## THE PROBLEM
Your task is to copy every line of the entries that contains "toml".

## PROVIDED ENTRIES
—————
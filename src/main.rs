//! clipmerge - Clip and Slideshow Merge Service
//!
//! Entry point: loads configuration, sets up logging and either serves the
//! merge API or runs one of the maintenance commands.

use anyhow::Result;
use clap::Parser;
use std::sync::Arc;
use tracing::{info, Level};
use tracing_subscriber::{fmt, layer::SubscriberExt, util::SubscriberInitExt, EnvFilter};
use tracing_appender::{non_blocking, rolling};

use clipmerge::cli::{Args, Commands, ServeArgs};
use clipmerge::config::Config;
use clipmerge::media::{MediaProcessorFactory, MediaProcessorTrait};
use clipmerge::server;
use clipmerge::state::AppState;

#[tokio::main]
async fn main() -> Result<()> {
    // Parse command line arguments
    let args = Args::parse();

    // Setup logging to both console and file
    setup_logging(args.verbose)?;

    // Load configuration
    let mut config = match &args.config {
        Some(config_path) => Config::from_file(config_path)?,
        None => {
            if std::path::Path::new("config.toml").exists() {
                info!("Found config.toml in current directory, loading...");
                Config::from_file("config.toml")?
            } else {
                Config::default()
            }
        }
    };

    // Command line and environment values win over the configuration file
    apply_overrides(&mut config, args.serve);

    match args.command.unwrap_or(Commands::Serve) {
        Commands::Serve => {
            let media: Arc<dyn MediaProcessorTrait> =
                Arc::from(MediaProcessorFactory::create_processor(config.media.clone()));
            media.check_availability()?;

            tokio::fs::create_dir_all(&config.server.output_dir).await?;
            info!("Serving rendered files from {}", config.server.output_dir.display());

            let (host, port) = (config.server.host.clone(), config.server.port);
            let state = AppState::new(config, media);
            server::serve(state, &host, port).await?;
        }
        Commands::InitConfig { output } => {
            if output.exists() {
                anyhow::bail!("{} already exists", output.display());
            }
            Config::default().save_to_file(&output)?;
            println!("Wrote default configuration to {}", output.display());
        }
        Commands::Check => {
            let media = MediaProcessorFactory::create_processor(config.media.clone());
            media.check_availability()?;
            println!("{}", media.get_version_info().await?);
        }
    }

    Ok(())
}

fn apply_overrides(config: &mut Config, overrides: ServeArgs) {
    if let Some(host) = overrides.host {
        config.server.host = host;
    }
    if let Some(port) = overrides.port {
        config.server.port = port;
    }
    if let Some(path) = overrides.ffmpeg_path {
        config.media.binary_path = path;
    }
    if let Some(path) = overrides.ffprobe_path {
        config.media.probe_path = path;
    }
    if let Some(dir) = overrides.output_dir {
        config.server.output_dir = dir;
    }
    if let Some(url) = overrides.public_base_url {
        config.server.public_base_url = Some(url);
    }
}

/// Setup logging to both console and file
fn setup_logging(verbose: bool) -> Result<()> {
    let log_dir = std::env::current_dir()?.join(".clipmerge").join("log");
    std::fs::create_dir_all(&log_dir)?;

    // Set up file appender with daily rotation
    let file_appender = rolling::daily(&log_dir, "clipmerge.log");
    let (non_blocking_file, guard) = non_blocking(file_appender);
    // Keep the guard alive for the duration of the program
    std::mem::forget(guard);

    let log_level = if verbose { Level::DEBUG } else { Level::INFO };

    let console_layer = fmt::layer()
        .with_target(false)
        .with_thread_ids(true)
        .with_file(true)
        .with_line_number(true);

    let file_layer = fmt::layer()
        .with_writer(non_blocking_file)
        .with_target(false)
        .with_thread_ids(true)
        .with_file(true)
        .with_line_number(true)
        .with_ansi(false);

    tracing_subscriber::registry()
        .with(EnvFilter::from_default_env().add_directive(log_level.into()))
        .with(console_layer)
        .with(file_layer)
        .try_init()
        .map_err(|e| anyhow::anyhow!("Failed to initialize logging: {}", e))?;

    info!("Logging initialized - console: {}, file: {}",
          log_level, log_dir.join("clipmerge.log").display());

    Ok(())
}
use axum::extract::FromRef;
use std::sync::Arc;

use crate::{
    application::services::{StorageService, UploadService},
    domain::config::upload::UploadConfig,
};

#[derive(Clone, FromRef)]
pub struct AppState {
    pub upload_config: Arc<UploadConfig>,
    pub upload_service: Arc<UploadService>,
}

impl AppState {
    pub fn new(upload_config: UploadConfig, storage: Arc<dyn StorageService>) -> Self {
        let upload_config = Arc::new(upload_config);
        let upload_service = Arc::new(UploadService::new(storage, upload_config.clone()));
        Self {
            upload_config,
            upload_service,
        }
    }
}
use super::{parse_list, parse_or, ConfigError};

pub const DEFAULT_PORT: u16 = 3000;

#[derive(Debug, Clone, PartialEq)]
pub struct ServerConfig {
    pub port: u16,
    /// `None` means every origin is allowed.
    pub cors_allowed_origins: Option<Vec<String>>,
}

impl ServerConfig {
    pub fn from_env() -> Result<Self, ConfigError> {
        Self::from_lookup(|key| std::env::var(key).ok())
    }

    pub fn from_lookup<F>(lookup: F) -> Result<Self, ConfigError>
    where
        F: Fn(&str) -> Option<String>,
    {
        Ok(Self {
            port: parse_or(&lookup, "PORT", DEFAULT_PORT)?,
            cors_allowed_origins: parse_list(&lookup, "CORS_ALLOWED_ORIGINS")?,
        })
    }

    pub fn bind_address(&self) -> String {
        format!("0.0.0.0:{}", self.port)
    }
}
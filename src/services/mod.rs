mod error;
mod local_storage;

pub use error::StorageError;
pub use local_storage::LocalDiskStorage;
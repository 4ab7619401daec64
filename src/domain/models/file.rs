use std::path::{Component, Path, PathBuf};

/// Exclusive upper bound of the random component in generated filenames.
pub const RANDOM_SUFFIX_BOUND: u32 = 1_000_000_000;

/// A file part as announced by the client, before any byte is read.
#[derive(Debug, Clone, PartialEq)]
pub struct FilePart {
    pub field: String,
    pub original_name: String,
    pub mime_type: String,
}

impl FilePart {
    pub fn new(field: String, original_name: String, mime_type: String) -> Self {
        Self {
            field,
            original_name,
            mime_type,
        }
    }

    /// Extension of the original name including the leading dot, or `""`.
    pub fn extension(&self) -> String {
        Path::new(&self.original_name)
            .extension()
            .map(|ext| format!(".{}", ext.to_string_lossy()))
            .unwrap_or_default()
    }

    /// Last path component of the original name without its extension, with
    /// each whitespace run collapsed into a single underscore. A bare `.` or
    /// `..` is kept as is.
    pub fn sanitized_base(&self) -> String {
        let path = Path::new(&self.original_name);
        let stem = match path.file_stem() {
            Some(stem) => stem.to_string_lossy().into_owned(),
            None => match path.components().next_back() {
                Some(Component::CurDir) => ".".to_string(),
                Some(Component::ParentDir) => "..".to_string(),
                _ => String::new(),
            },
        };

        let mut base = String::with_capacity(stem.len());
        let mut in_whitespace = false;
        for c in stem.chars() {
            if c.is_whitespace() {
                if !in_whitespace {
                    base.push('_');
                }
                in_whitespace = true;
            } else {
                base.push(c);
                in_whitespace = false;
            }
        }
        base
    }

    /// `{base}-{timestamp}-{random}{extension}`
    pub fn storage_filename(&self, timestamp_ms: i64, random: u32) -> String {
        format!(
            "{}-{}-{}{}",
            self.sanitized_base(),
            timestamp_ms,
            random,
            self.extension()
        )
    }
}

/// A file part that has been written to the storage directory.
#[derive(Debug, Clone, PartialEq)]
pub struct StoredFile {
    pub field: String,
    pub original_name: String,
    pub filename: String,
    pub mime_type: String,
    pub size: u64,
    pub saved_path: PathBuf,
}

impl StoredFile {
    pub fn new(part: FilePart, filename: String, size: u64, saved_path: PathBuf) -> Self {
        Self {
            field: part.field,
            original_name: part.original_name,
            filename,
            mime_type: part.mime_type,
            size,
            saved_path,
        }
    }
}

#[cfg(test)]
mod tests {
    use super::*;

    fn part(name: &str) -> FilePart {
        FilePart::new("image1".into(), name.into(), "image/png".into())
    }

    #[test]
    fn keeps_only_the_last_extension() {
        assert_eq!(part("photo.png").extension(), ".png");
        assert_eq!(part("archive.tar.gz").extension(), ".gz");
        assert_eq!(part("archive.tar.gz").sanitized_base(), "archive.tar");
        assert_eq!(part("README").extension(), "");
        assert_eq!(part(".hidden").extension(), "");
        assert_eq!(part(".hidden").sanitized_base(), ".hidden");
    }

    #[test]
    fn collapses_whitespace_runs() {
        assert_eq!(part("my  holiday\tpic.jpg").sanitized_base(), "my_holiday_pic");
        assert_eq!(part(" lead.png").sanitized_base(), "_lead");
    }

    #[test]
    fn strips_directory_components() {
        assert_eq!(part("../../etc/passwd.png").sanitized_base(), "passwd");
        assert_eq!(part("/tmp/a b.gif").storage_filename(1, 2), "a_b-1-2.gif");
    }

    #[test]
    fn formats_storage_filename() {
        let name = part("cat photo.webp").storage_filename(1_700_000_000_123, 987_654_321);
        assert_eq!(name, "cat_photo-1700000000123-987654321.webp");

        assert_eq!(part("").storage_filename(5, 0), "-5-0");
    }

    #[test]
    fn keeps_dot_names_as_base() {
        assert_eq!(part(".").sanitized_base(), ".");
        assert_eq!(part("..").sanitized_base(), "..");
        assert_eq!(part("..").storage_filename(7, 8), "..-7-8");
        assert_eq!(part("a/..").sanitized_base(), "..");
        assert_eq!(part("/").sanitized_base(), "");
    }

    #[test]
    fn stored_file_carries_part_metadata() {
        let stored = StoredFile::new(
            part("a.png"),
            "a-1-2.png".into(),
            1024,
            PathBuf::from("/srv/uploads/a-1-2.png"),
        );
        assert_eq!(stored.field, "image1");
        assert_eq!(stored.original_name, "a.png");
        assert_eq!(stored.mime_type, "image/png");
        assert_eq!(stored.size, 1024);
    }
}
—————
## SOLUTION TO THIS PROBLEM
            if std::path::Path::new("config.toml").exists() {
                info!("Found config.toml in current directory, loading...");
                Config::from_file("config.toml")?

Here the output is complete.